About this task ▸ Every line of the listing should be transcribed exactly, with nothing left out.

_____

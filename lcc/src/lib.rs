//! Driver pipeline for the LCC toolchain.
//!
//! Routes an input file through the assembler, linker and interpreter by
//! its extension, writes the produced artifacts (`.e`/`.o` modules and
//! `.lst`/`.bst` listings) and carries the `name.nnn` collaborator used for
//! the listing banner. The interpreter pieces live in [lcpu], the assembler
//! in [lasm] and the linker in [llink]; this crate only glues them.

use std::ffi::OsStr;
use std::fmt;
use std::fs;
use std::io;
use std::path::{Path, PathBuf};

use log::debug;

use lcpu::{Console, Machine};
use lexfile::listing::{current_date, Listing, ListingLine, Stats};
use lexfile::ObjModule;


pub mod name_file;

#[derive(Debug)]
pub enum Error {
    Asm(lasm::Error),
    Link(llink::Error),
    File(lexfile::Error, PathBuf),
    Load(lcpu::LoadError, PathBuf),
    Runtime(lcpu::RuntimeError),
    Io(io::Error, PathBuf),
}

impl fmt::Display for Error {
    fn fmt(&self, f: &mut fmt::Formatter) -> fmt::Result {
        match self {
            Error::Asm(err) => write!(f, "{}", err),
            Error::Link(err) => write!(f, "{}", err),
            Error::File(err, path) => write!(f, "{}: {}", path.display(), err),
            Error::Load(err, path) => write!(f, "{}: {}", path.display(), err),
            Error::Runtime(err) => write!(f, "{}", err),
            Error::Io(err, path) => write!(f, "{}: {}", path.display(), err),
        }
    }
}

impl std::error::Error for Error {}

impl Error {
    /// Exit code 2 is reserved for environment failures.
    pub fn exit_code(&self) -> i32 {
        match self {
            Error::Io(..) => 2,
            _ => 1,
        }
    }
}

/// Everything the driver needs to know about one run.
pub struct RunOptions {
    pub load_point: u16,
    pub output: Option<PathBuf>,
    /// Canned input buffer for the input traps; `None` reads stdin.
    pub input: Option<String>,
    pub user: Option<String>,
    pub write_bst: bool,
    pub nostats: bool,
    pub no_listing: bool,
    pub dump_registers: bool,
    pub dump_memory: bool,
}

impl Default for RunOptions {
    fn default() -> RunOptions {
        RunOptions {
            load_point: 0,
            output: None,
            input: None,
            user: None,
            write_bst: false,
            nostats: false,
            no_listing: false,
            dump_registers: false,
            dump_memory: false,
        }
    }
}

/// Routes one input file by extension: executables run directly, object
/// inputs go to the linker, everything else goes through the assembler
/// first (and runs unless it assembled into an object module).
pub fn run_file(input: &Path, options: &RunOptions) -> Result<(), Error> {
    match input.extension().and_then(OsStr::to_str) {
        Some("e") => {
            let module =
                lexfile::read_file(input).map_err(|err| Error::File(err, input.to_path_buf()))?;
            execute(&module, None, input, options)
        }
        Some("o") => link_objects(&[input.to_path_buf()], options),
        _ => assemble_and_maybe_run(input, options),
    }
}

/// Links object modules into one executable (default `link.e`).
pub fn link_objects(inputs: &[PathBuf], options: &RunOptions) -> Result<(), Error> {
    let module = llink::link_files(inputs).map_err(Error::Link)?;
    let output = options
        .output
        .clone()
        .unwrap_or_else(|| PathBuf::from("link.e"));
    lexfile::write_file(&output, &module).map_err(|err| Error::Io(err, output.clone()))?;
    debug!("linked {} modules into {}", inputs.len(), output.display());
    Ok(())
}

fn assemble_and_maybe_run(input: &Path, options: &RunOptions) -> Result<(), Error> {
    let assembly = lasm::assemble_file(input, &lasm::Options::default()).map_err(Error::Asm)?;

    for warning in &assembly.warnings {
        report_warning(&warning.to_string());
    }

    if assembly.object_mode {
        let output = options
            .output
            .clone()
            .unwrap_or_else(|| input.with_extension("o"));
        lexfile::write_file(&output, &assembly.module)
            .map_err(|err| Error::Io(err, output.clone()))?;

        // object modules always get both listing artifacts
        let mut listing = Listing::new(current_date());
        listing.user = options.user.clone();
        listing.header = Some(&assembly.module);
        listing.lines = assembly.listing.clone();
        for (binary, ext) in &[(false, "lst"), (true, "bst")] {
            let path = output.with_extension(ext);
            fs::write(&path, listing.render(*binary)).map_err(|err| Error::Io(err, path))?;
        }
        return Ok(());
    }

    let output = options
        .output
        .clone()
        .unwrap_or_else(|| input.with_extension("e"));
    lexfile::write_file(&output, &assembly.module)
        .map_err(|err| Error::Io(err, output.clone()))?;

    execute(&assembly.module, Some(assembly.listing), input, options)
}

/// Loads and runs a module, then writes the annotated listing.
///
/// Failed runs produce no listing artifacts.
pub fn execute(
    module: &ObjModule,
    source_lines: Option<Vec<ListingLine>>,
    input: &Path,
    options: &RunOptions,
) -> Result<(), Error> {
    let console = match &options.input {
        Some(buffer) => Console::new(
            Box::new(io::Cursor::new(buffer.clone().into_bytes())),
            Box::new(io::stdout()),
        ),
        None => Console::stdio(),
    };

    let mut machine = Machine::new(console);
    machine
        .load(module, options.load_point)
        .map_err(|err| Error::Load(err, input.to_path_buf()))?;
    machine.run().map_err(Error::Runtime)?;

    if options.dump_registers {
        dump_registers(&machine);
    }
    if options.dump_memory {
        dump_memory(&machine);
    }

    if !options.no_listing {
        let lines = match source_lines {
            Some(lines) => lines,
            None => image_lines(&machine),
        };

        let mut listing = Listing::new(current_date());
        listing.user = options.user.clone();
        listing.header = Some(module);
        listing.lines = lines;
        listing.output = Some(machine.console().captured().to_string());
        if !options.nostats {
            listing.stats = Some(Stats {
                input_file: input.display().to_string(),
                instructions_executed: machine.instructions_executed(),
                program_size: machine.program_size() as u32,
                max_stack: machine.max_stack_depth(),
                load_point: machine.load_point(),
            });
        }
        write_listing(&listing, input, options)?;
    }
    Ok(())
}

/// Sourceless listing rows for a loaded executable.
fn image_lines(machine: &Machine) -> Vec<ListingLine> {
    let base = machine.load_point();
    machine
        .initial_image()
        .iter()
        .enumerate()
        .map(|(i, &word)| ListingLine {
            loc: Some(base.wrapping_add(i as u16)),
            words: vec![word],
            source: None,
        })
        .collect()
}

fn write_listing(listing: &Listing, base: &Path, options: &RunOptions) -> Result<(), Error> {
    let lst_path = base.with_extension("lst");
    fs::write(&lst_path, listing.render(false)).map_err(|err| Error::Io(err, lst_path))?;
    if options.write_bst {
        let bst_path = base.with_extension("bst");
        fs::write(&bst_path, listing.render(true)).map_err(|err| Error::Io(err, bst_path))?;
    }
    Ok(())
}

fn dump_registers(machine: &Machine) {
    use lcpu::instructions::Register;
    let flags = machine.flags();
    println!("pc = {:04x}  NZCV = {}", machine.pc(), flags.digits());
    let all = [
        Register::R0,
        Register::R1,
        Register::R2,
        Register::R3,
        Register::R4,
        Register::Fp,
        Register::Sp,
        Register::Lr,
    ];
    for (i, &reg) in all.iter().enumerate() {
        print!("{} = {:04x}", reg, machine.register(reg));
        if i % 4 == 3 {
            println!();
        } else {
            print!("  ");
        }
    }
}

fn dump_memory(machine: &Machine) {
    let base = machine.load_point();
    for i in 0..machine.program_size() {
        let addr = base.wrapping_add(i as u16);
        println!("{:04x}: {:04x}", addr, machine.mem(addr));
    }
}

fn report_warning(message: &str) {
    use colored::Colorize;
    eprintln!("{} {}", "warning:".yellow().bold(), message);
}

_____

Reply to the exercise ▸
filename lcc/src/lib.rs
//! Driver pipeline for the LCC toolchain.
//!
//! Routes an input file through the assembler, linker and interpreter by
//! its extension, writes the produced artifacts (`.e`/`.o` modules and
//! `.lst`/`.bst` listings) and carries the `name.nnn` collaborator used for
//! the listing banner. The interpreter pieces live in [lcpu], the assembler
//! in [lasm] and the linker in [llink]; this crate only glues them.

use std::ffi::OsStr;
use std::fmt;
use std::fs;
use std::io;
use std::path::{Path, PathBuf};

use log::debug;

use lcpu::{Console, Machine};
use lexfile::listing::{current_date, Listing, ListingLine, Stats};
use lexfile::ObjModule;


pub mod name_file;

#[derive(Debug)]
pub enum Error {
    Asm(lasm::Error),
    Link(llink::Error),
    File(lexfile::Error, PathBuf),
    Load(lcpu::LoadError, PathBuf),
    Runtime(lcpu::RuntimeError),
    Io(io::Error, PathBuf),
}

impl fmt::Display for Error {
    fn fmt(&self, f: &mut fmt::Formatter) -> fmt::Result {
        match self {
            Error::Asm(err) => write!(f, "{}", err),
            Error::Link(err) => write!(f, "{}", err),
            Error::File(err, path) => write!(f, "{}: {}", path.display(), err),
            Error::Load(err, path) => write!(f, "{}: {}", path.display(), err),
            Error::Runtime(err) => write!(f, "{}", err),
            Error::Io(err, path) => write!(f, "{}: {}", path.display(), err),
        }
    }
}

impl std::error::Error for Error {}

impl Error {
    /// Exit code 2 is reserved for environment failures.
    pub fn exit_code(&self) -> i32 {
        match self {
            Error::Io(..) => 2,
            _ => 1,
        }
    }
}

/// Everything the driver needs to know about one run.
pub struct RunOptions {
    pub load_point: u16,
    pub output: Option<PathBuf>,
    /// Canned input buffer for the input traps; `None` reads stdin.
    pub input: Option<String>,
    pub user: Option<String>,
    pub write_bst: bool,
    pub nostats: bool,
    pub no_listing: bool,
    pub dump_registers: bool,
    pub dump_memory: bool,
}

impl Default for RunOptions {
    fn default() -> RunOptions {
        RunOptions {
            load_point: 0,
            output: None,
            input: None,
            user: None,
            write_bst: false,
            nostats: false,
            no_listing: false,
            dump_registers: false,
            dump_memory: false,
        }
    }
}

/// Routes one input file by extension: executables run directly, object
/// inputs go to the linker, everything else goes through the assembler
/// first (and runs unless it assembled into an object module).
pub fn run_file(input: &Path, options: &RunOptions) -> Result<(), Error> {
    match input.extension().and_then(OsStr::to_str) {
        Some("e") => {
            let module =
                lexfile::read_file(input).map_err(|err| Error::File(err, input.to_path_buf()))?;
            execute(&module, None, input, options)
        }
        Some("o") => link_objects(&[input.to_path_buf()], options),
        _ => assemble_and_maybe_run(input, options),
    }
}

/// Links object modules into one executable (default `link.e`).
pub fn link_objects(inputs: &[PathBuf], options: &RunOptions) -> Result<(), Error> {
    let module = llink::link_files(inputs).map_err(Error::Link)?;
    let output = options
        .output
        .clone()
        .unwrap_or_else(|| PathBuf::from("link.e"));
    lexfile::write_file(&output, &module).map_err(|err| Error::Io(err, output.clone()))?;
    debug!("linked {} modules into {}", inputs.len(), output.display());
    Ok(())
}

fn assemble_and_maybe_run(input: &Path, options: &RunOptions) -> Result<(), Error> {
    let assembly = lasm::assemble_file(input, &lasm::Options::default()).map_err(Error::Asm)?;

    for warning in &assembly.warnings {
        report_warning(&warning.to_string());
    }

    if assembly.object_mode {
        let output = options
            .output
            .clone()
            .unwrap_or_else(|| input.with_extension("o"));
        lexfile::write_file(&output, &assembly.module)
            .map_err(|err| Error::Io(err, output.clone()))?;

        // object modules always get both listing artifacts
        let mut listing = Listing::new(current_date());
        listing.user = options.user.clone();
        listing.header = Some(&assembly.module);
        listing.lines = assembly.listing.clone();
        for (binary, ext) in &[(false, "lst"), (true, "bst")] {
            let path = output.with_extension(ext);
            fs::write(&path, listing.render(*binary)).map_err(|err| Error::Io(err, path))?;
        }
        return Ok(());
    }

    let output = options
        .output
        .clone()
        .unwrap_or_else(|| input.with_extension("e"));
    lexfile::write_file(&output, &assembly.module)
        .map_err(|err| Error::Io(err, output.clone()))?;

    execute(&assembly.module, Some(assembly.listing), input, options)
}

/// Loads and runs a module, then writes the annotated listing.
///
/// Failed runs produce no listing artifacts.
pub fn execute(
    module: &ObjModule,
    source_lines: Option<Vec<ListingLine>>,
    input: &Path,
    options: &RunOptions,
) -> Result<(), Error> {
    let console = match &options.input {
        Some(buffer) => Console::new(
            Box::new(io::Cursor::new(buffer.clone().into_bytes())),
            Box::new(io::stdout()),
        ),
        None => Console::stdio(),
    };

    let mut machine = Machine::new(console);
    machine
        .load(module, options.load_point)
        .map_err(|err| Error::Load(err, input.to_path_buf()))?;
    machine.run().map_err(Error::Runtime)?;

    if options.dump_registers {
        dump_registers(&machine);
    }
    if options.dump_memory {
        dump_memory(&machine);
    }

    if !options.no_listing {
        let lines = match source_lines {
            Some(lines) => lines,
            None => image_lines(&machine),
        };

        let mut listing = Listing::new(current_date());
        listing.user = options.user.clone();
        listing.header = Some(module);
        listing.lines = lines;
        listing.output = Some(machine.console().captured().to_string());
        if !options.nostats {
            listing.stats = Some(Stats {
                input_file: input.display().to_string(),
                instructions_executed: machine.instructions_executed(),
                program_size: machine.program_size() as u32,
                max_stack: machine.max_stack_depth(),
                load_point: machine.load_point(),
            });
        }
        write_listing(&listing, input, options)?;
    }
    Ok(())
}

/// Sourceless listing rows for a loaded executable.
fn image_lines(machine: &Machine) -> Vec<ListingLine> {
    let base = machine.load_point();
    machine
        .initial_image()
        .iter()
        .enumerate()
        .map(|(i, &word)| ListingLine {
            loc: Some(base.wrapping_add(i as u16)),
            words: vec![word],
            source: None,
        })
        .collect()
}

fn write_listing(listing: &Listing, base: &Path, options: &RunOptions) -> Result<(), Error> {
    let lst_path = base.with_extension("lst");
    fs::write(&lst_path, listing.render(false)).map_err(|err| Error::Io(err, lst_path))?;
    if options.write_bst {
        let bst_path = base.with_extension("bst");
        fs::write(&bst_path, listing.render(true)).map_err(|err| Error::Io(err, bst_path))?;
    }
    Ok(())
}

fn dump_registers(machine: &Machine) {
    use lcpu::instructions::Register;
    let flags = machine.flags();
    println!("pc = {:04x}  NZCV = {}", machine.pc(), flags.digits());
    let all = [
        Register::R0,
        Register::R1,
        Register::R2,
        Register::R3,
        Register::R4,
        Register::Fp,
        Register::Sp,
        Register::Lr,
    ];
    for (i, &reg) in all.iter().enumerate() {
        print!("{} = {:04x}", reg, machine.register(reg));
        if i % 4 == 3 {
            println!();
        } else {
            print!("  ");
        }
    }
}

fn dump_memory(machine: &Machine) {
    let base = machine.load_point();
    for i in 0..machine.program_size() {
        let addr = base.wrapping_add(i as u16);
        println!("{:04x}: {:04x}", addr, machine.mem(addr));
    }
}

fn report_warning(message: &str) {
    use colored::Colorize;
    eprintln!("{} {}", "warning:".yellow().bold(), message);
}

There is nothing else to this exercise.